PROVIDED INFORMATION:
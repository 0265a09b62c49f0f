//! Two-pass export: estimate the tracking region, then stream every frame
//! of the requested window through detection, overlay and encoding.

use std::path::{Path, PathBuf};
use std::sync::Arc;
use std::time::Duration;

use chrono::{DateTime, Utc};
use hotzone_common::clock::{output_fps, StepSchedule};
use hotzone_common::config::ExportDefaults;
use hotzone_common::error::{HotzoneError, HotzoneResult};
use hotzone_model::{FrameBuffer, TrackingRegion, VideoTrackInfo};
use hotzone_processing::{
    classify, ActivityGrid, ClassificationSummary, RegionEstimate, RegionEstimator,
    RegionEstimatorConfig, RegionOutcome,
};
use serde::Serialize;
use tokio::time::Instant;

use crate::detector::SubjectDetector;
use crate::renderer::{FrameRenderer, OverlayRenderer};
use crate::sampler::{FrameSampler, SamplerConfig};
use crate::sink::{EncoderSink, FfmpegSinkFactory, SinkFactory};
use crate::source::{FfmpegFrameSource, FrameSource};

/// What to export.
#[derive(Debug, Clone, PartialEq)]
pub struct ExportRequest {
    /// Source video.
    pub input: PathBuf,

    /// Output file. Anything already there is replaced.
    pub output: PathBuf,

    /// Start of the export window (seconds).
    pub start_secs: f64,

    /// Length of the export window. `None` runs to the end of the source.
    pub duration_secs: Option<f64>,

    /// Activity grid side length.
    pub grid_size: usize,

    /// Hot-cell threshold fraction. Overrides the estimator settings.
    pub threshold: f64,
}

impl ExportRequest {
    pub fn new(input: impl Into<PathBuf>, output: impl Into<PathBuf>) -> Self {
        Self::from_defaults(input, output, &ExportDefaults::default())
    }

    pub fn from_defaults(
        input: impl Into<PathBuf>,
        output: impl Into<PathBuf>,
        defaults: &ExportDefaults,
    ) -> Self {
        Self {
            input: input.into(),
            output: output.into(),
            start_secs: 0.0,
            duration_secs: None,
            grid_size: defaults.grid_size,
            threshold: defaults.threshold,
        }
    }

    /// Restrict the export to `[start, start + duration)`.
    pub fn with_window(mut self, start_secs: f64, duration_secs: f64) -> Self {
        self.start_secs = start_secs;
        self.duration_secs = Some(duration_secs);
        self
    }

    fn validate(&self) -> HotzoneResult<()> {
        if !(self.start_secs.is_finite() && self.start_secs >= 0.0) {
            return Err(HotzoneError::config(format!(
                "start_secs must be a non-negative number, got {}",
                self.start_secs
            )));
        }
        if let Some(d) = self.duration_secs {
            if !(d.is_finite() && d > 0.0) {
                return Err(HotzoneError::config(format!(
                    "duration_secs must be positive, got {d}"
                )));
            }
        }
        if !(0.0..=1.0).contains(&self.threshold) {
            return Err(HotzoneError::config(format!(
                "threshold must be within [0, 1], got {}",
                self.threshold
            )));
        }
        if self.input == self.output {
            return Err(HotzoneError::config("Output path must differ from the input"));
        }
        Ok(())
    }
}

/// Pipeline tuning.
#[derive(Debug, Clone, PartialEq)]
pub struct ExportSettings {
    /// Pass-1 sampling.
    pub sampler: SamplerConfig,

    /// Band and padding for region estimation.
    pub estimator: RegionEstimatorConfig,

    /// Pass-2 presentation step (seconds).
    pub frame_interval_secs: f64,

    /// Timestamp tolerance for pass-2 fetches.
    pub fetch_tolerance_secs: f64,

    /// Delay between readiness polls while the encoder is busy.
    pub backpressure_poll: Duration,

    /// Give up once the encoder has been busy this long.
    pub backpressure_timeout: Duration,

    /// Report progress every N pushed frames.
    pub progress_every: u64,

    /// Write `<output>.report.json` next to the video.
    pub write_report: bool,
}

impl Default for ExportSettings {
    fn default() -> Self {
        Self::from(&ExportDefaults::default())
    }
}

impl From<&ExportDefaults> for ExportSettings {
    fn from(defaults: &ExportDefaults) -> Self {
        Self {
            sampler: SamplerConfig::from(defaults),
            estimator: RegionEstimatorConfig::from(defaults),
            frame_interval_secs: defaults.frame_interval_secs,
            fetch_tolerance_secs: defaults.fetch_tolerance_secs,
            backpressure_poll: Duration::from_millis(defaults.backpressure_poll_ms),
            backpressure_timeout: Duration::from_millis(defaults.backpressure_timeout_ms),
            progress_every: defaults.progress_every,
            write_report: false,
        }
    }
}

/// Progress callback for export runs.
pub type ProgressCallback = Box<dyn Fn(ExportProgress) + Send + Sync>;

/// Export progress report.
#[derive(Debug, Clone, PartialEq)]
pub struct ExportProgress {
    /// Current stage.
    pub stage: ExportStage,

    /// Streaming progress [0.0, 1.0].
    pub progress: f64,

    /// Frames pushed to the encoder so far.
    pub frames_pushed: u64,

    /// Pass-2 steps skipped so far.
    pub frames_skipped: u64,

    /// Pass-2 steps planned.
    pub total_steps: u64,

    /// Estimated time remaining in seconds.
    pub eta_secs: f64,
}

/// Stages of an export run.
#[derive(Debug, Clone, Copy, PartialEq, Eq, Serialize)]
#[serde(rename_all = "snake_case")]
pub enum ExportStage {
    Init,
    Sampling,
    Estimating,
    OpeningSink,
    Streaming,
    Finalizing,
    Complete,
    Failed,
}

EXERCISE:
Above are several records. Count the lines among them that contain "HotzoneError" and give only the total.

TASK RESULT:
5